I’ve had this pattern for about a year, but I didn’t sew it until just recently. I was under the mistaken impression that it would be fussy to fit and size accurately. I’m not sure why. In fact, this is an extremely easy and forgiving pattern to sew. Remarkably, there is only one pattern piece, and all the shaping is done through darts and folds.
Although they appear throughout the 50s, there was a strong style trend in 1956 for these high-waisted, tight skirts. It was the era of the “bombshell” — Marilyn Monroe comes to mind and also a young Brigitte Bardot. Curves ruled the day. And not just in women’s clothing. Avant-garde architecture and design embraced roundness and expressed a dynamic fullness. I’m thinking of two buildings in particular that were started around 1956: the Guggenheim Museum by Frank Lloyd Wright and the TWA building by Eero Saarinen, both located in New York City.
Although the Guggenheim was modelled on the form of a snail shell, I can’t help thinking of it as a sensuous feminine design. Its organic form seems to defy the rationalist modernist skyscrapers built for industrialists. There is something subversive about the way it wraps around itself, curling inward while most of the other buildings shoot upward in competition.
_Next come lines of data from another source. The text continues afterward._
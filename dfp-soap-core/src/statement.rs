//! PQL statements.
//!
//! A [`Statement`] is what travels to the server: query text plus bind
//! variables. It is produced either from a [`FilterStatement`], the minimal
//! `(where, values, limit, offset)` value used for paging, or from a
//! [`StatementBuilder`] for full `SELECT ... FROM ...` queries.
//!
//! Bind variables are never substituted client-side; the query references
//! them as `:name` and the server resolves them.

use crate::element::Element;
use crate::error::StatementError;
use crate::value::{BindVariable, Value};

/// Page size used when paging through result sets.
pub const SUGGESTED_PAGE_LIMIT: u32 = 500;

/// A serialized statement ready to be sent.
#[derive(Debug, Clone, PartialEq, Default)]
pub struct Statement {
    pub query: String,
    pub values: Vec<BindVariable>,
}

impl Statement {
    /// Encode as an element named `name` (`filterStatement`, `selectStatement`, ...).
    pub fn to_element(&self, name: &str) -> Element {
        Element::new(name)
            .with_child(Element::text_element("query", self.query.as_str()))
            .with_children(self.values.iter().map(|v| v.to_element("values")))
    }
}

/// A where clause with bind variables, limit and offset.
///
/// # Example
///
/// ```
/// use dfp_soap_core::FilterStatement;
///
/// let statement = FilterStatement::new("WHERE status = :s")
///     .with_value("s", "ACTIVE")
///     .to_statement();
/// assert_eq!(statement.query, "WHERE status = :s LIMIT 500 OFFSET 0");
/// ```
#[derive(Debug, Clone, PartialEq)]
pub struct FilterStatement {
    pub where_clause: String,
    pub values: Vec<BindVariable>,
    pub limit: u32,
    pub offset: u64,
}

impl FilterStatement {
    pub fn new<S: Into<String>>(where_clause: S) -> Self {
        Self {
            where_clause: where_clause.into(),
            values: Vec::new(),
            limit: SUGGESTED_PAGE_LIMIT,
            offset: 0,
        }
    }

    pub fn with_value<K: Into<String>, V: Into<Value>>(mut self, key: K, value: V) -> Self {
        self.values.push(BindVariable::new(key, value));
        self
    }

    pub fn with_values(mut self, values: Vec<BindVariable>) -> Self {
        self.values = values;
        self
    }

    pub fn with_limit(mut self, limit: u32) -> Self {
        self.limit = limit;
        self
    }

    pub fn with_offset(mut self, offset: u64) -> Self {
        self.offset = offset;
        self
    }

    /// Serialize as `"<where> LIMIT <limit> OFFSET <offset>"`.
    pub fn to_statement(&self) -> Statement {
        Statement {
            query: format!(
                "{} LIMIT {} OFFSET {}",
                self.where_clause, self.limit, self.offset
            ),
            values: self.values.clone(),
        }
    }
}

/// Fluent builder for complete PQL statements.
///
/// Binding an existing name again replaces the earlier value but keeps its
/// position among the bind variables.
///
/// # Example
///
/// ```
/// use dfp_soap_core::StatementBuilder;
///
/// let statement = StatementBuilder::new()
///     .select("Id, Name")
///     .from("Line_Item")
///     .where_clause("status = :status")
///     .order_by("Id", true)
///     .with_bind_variable("status", "DELIVERING")
///     .to_statement()
///     .unwrap();
/// assert_eq!(
///     statement.query,
///     "SELECT Id, Name FROM Line_Item WHERE status = :status ORDER BY Id ASC LIMIT 500 OFFSET 0"
/// );
/// ```
#[derive(Debug, Clone, PartialEq)]
pub struct StatementBuilder {
    select: Option<String>,
    from: Option<String>,
    where_clause: Option<String>,
    order_by: Option<(String, bool)>,
    limit: Option<u32>,
    offset: Option<u64>,
    values: Vec<BindVariable>,
}

impl Default for StatementBuilder {
    fn default() -> Self {
        Self::new()
    }
}

impl StatementBuilder {
    pub fn new() -> Self {
        Self {
            select: None,
            from: None,
            where_clause: None,
            order_by: None,
            limit: Some(SUGGESTED_PAGE_LIMIT),
            offset: Some(0),
            values: Vec::new(),
        }
    }

    /// Comma separated column list.
    pub fn select<S: Into<String>>(mut self, columns: S) -> Self {
        self.select = Some(columns.into());
        self
    }

    pub fn from<S: Into<String>>(mut self, table: S) -> Self {
        self.from = Some(table.into());
        self
    }

    /// Where clause body, without the `WHERE` keyword.
    pub fn where_clause<S: Into<String>>(mut self, clause: S) -> Self {
        self.where_clause = Some(clause.into());
        self
    }

    pub fn order_by<S: Into<String>>(mut self, column: S, ascending: bool) -> Self {
        self.order_by = Some((column.into(), ascending));
        self
    }

    /// `None` or zero drops the LIMIT clause.
    pub fn limit(mut self, limit: Option<u32>) -> Self {
        self.limit = limit;
        self
    }

    /// `None` drops the OFFSET clause.
    pub fn offset(mut self, offset: Option<u64>) -> Self {
        self.offset = offset;
        self
    }

    pub fn with_bind_variable<K: Into<String>, V: Into<Value>>(mut self, key: K, value: V) -> Self {
        let binding = BindVariable::new(key, value);
        match self.values.iter_mut().find(|b| b.key == binding.key) {
            Some(existing) => existing.value = binding.value,
            None => self.values.push(binding),
        }
        self
    }

    pub fn current_limit(&self) -> Option<u32> {
        self.limit
    }

    pub fn current_offset(&self) -> Option<u64> {
        self.offset
    }

    /// Move the offset forward by the number of rows the last page returned.
    pub fn advance(&mut self, rows: usize) {
        self.offset = Some(self.offset.unwrap_or(0) + rows as u64);
    }

    pub fn to_statement(&self) -> Result<Statement, StatementError> {
        let mut parts = Vec::new();
        match (&self.select, &self.from) {
            (Some(select), Some(from)) => parts.push(format!("SELECT {select} FROM {from}")),
            (Some(_), None) => return Err(StatementError::SelectWithoutFrom),
            (None, Some(_)) => return Err(StatementError::FromWithoutSelect),
            (None, None) => {}
        }
        if let Some(clause) = &self.where_clause {
            parts.push(format!("WHERE {clause}"));
        }
        if let Some((column, ascending)) = &self.order_by {
            parts.push(format!(
                "ORDER BY {column} {}",
                if *ascending { "ASC" } else { "DESC" }
            ));
        }
        if let Some(limit) = self.limit.filter(|l| *l > 0) {
            parts.push(format!("LIMIT {limit}"));
        }
        if let Some(offset) = self.offset {
            parts.push(format!("OFFSET {offset}"));
        }
        Ok(Statement {
            query: parts.join(" "),
            values: self.values.clone(),
        })
    }
}
//! Service-description cache.
//!
//! Descriptions are large and change only with new API versions, so a client
//! can be given a [`DescriptionCache`] that is consulted before every fetch.
//! Only description documents are cached, keyed by their URL.

use std::collections::HashMap;
use std::sync::Mutex;
use std::time::{Duration, Instant};

use bytes::Bytes;

/// Storage for fetched service descriptions.
///
/// Implementations are shared between every proxy created from one client
/// and must tolerate concurrent use.
pub trait DescriptionCache: Send + Sync {
    /// The cached document for `url`, if present and still valid.
    fn get(&self, url: &str) -> Option<Bytes>;

    /// Store the document fetched from `url`.
    fn put(&self, url: &str, document: Bytes);
}

struct Entry {
    stored_at: Instant,
    document: Bytes,
}

/// A process-local cache with an optional time-to-live.
#[derive(Default)]
pub struct InMemoryCache {
    ttl: Option<Duration>,
    entries: Mutex<HashMap<String, Entry>>,
}

impl std::fmt::Debug for InMemoryCache {
    fn fmt(&self, f: &mut std::fmt::Formatter<'_>) -> std::fmt::Result {
        f.debug_struct("InMemoryCache")
            .field("ttl", &self.ttl)
            .field("entries", &self.len())
            .finish()
    }
}

impl InMemoryCache {
    /// A cache whose entries never expire.
    pub fn new() -> Self {
        Self::default()
    }

    /// A cache whose entries expire `ttl` after being stored.
    pub fn with_ttl(ttl: Duration) -> Self {
        Self {
            ttl: Some(ttl),
            entries: Mutex::new(HashMap::new()),
        }
    }

    pub fn ttl(&self) -> Option<Duration> {
        self.ttl
    }

    /// Number of stored entries, expired ones included.
    pub fn len(&self) -> usize {
        self.entries.lock().map_or(0, |entries| entries.len())
    }

    pub fn is_empty(&self) -> bool {
        self.len() == 0
    }

    /// Drop every entry.
    pub fn clear(&self) {
        if let Ok(mut entries) = self.entries.lock() {
            entries.clear();
        }
    }

    fn is_expired(&self, entry: &Entry) -> bool {
        self.ttl
            .is_some_and(|ttl| entry.stored_at.elapsed() > ttl)
    }
}

impl DescriptionCache for InMemoryCache {
    fn get(&self, url: &str) -> Option<Bytes> {
        let mut entries = self.entries.lock().ok()?;
        match entries.get(url) {
            Some(entry) if self.is_expired(entry) => {
                entries.remove(url);
                None
            }
            Some(entry) => Some(entry.document.clone()),
            None => None,
        }
    }

    fn put(&self, url: &str, document: Bytes) {
        // A poisoned lock only loses the cache entry.
        if let Ok(mut entries) = self.entries.lock() {
            entries.insert(
                url.to_string(),
                Entry {
                    stored_at: Instant::now(),
                    document,
                },
            );
        }
    }
}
Saarinen’s TWA building similarly defies rationalist thinking. From the outside it looks like a gigantic manta ray.
I’ve read some interpretations of tight women’s clothing from this era as binding and restricting women’s movement, or as the hyper-sexualization of women’s bodies in reaction to women in the workplace after WWII. But I think there is room for other interpretations as well. This form-fitting Vogue skirt, for example, has a much more sympathetic construction than many modern day items of clothing. It actually has a “tummy dart” to accommodate the fact that women don’t naturally have flat stomaches. I find this acknowledgement of the reality of women’s real bodies stunning in comparison to the way women today are forced into clothes that don’t respond to their natural shape. I like to think this wrap skirt is more of a Guggenheim than a skyscraper.
I used a piece of leftover denim from my 70′s jumpsuit, and shortened the skirt radically (mainly because I’m short).






July 28th, 2012 at 12:48 am
[...] recently sewed this incredibly easy fitted skirt from a 1956 Vogue pattern I’ve had in my stash for over a year. The pattern is actually one single piece of cloth [...]
August 5th, 2012 at 2:59 pm
Hi. So glad to have found your blog. Insightful & educational all at once! I am inspired to learn more about art and the many ways it influences our daily lives. This skirts construction reminds me of the technique Chanel may have used in her designs. If you look into it further I think you’ll agree
August 12th, 2012 at 3:22 pm
Hi Naomi,
Thank you for looking at my blog, and thanks for the lovely comments. I do agree with you about the Chanel design of the skirt. I just love how simple it is!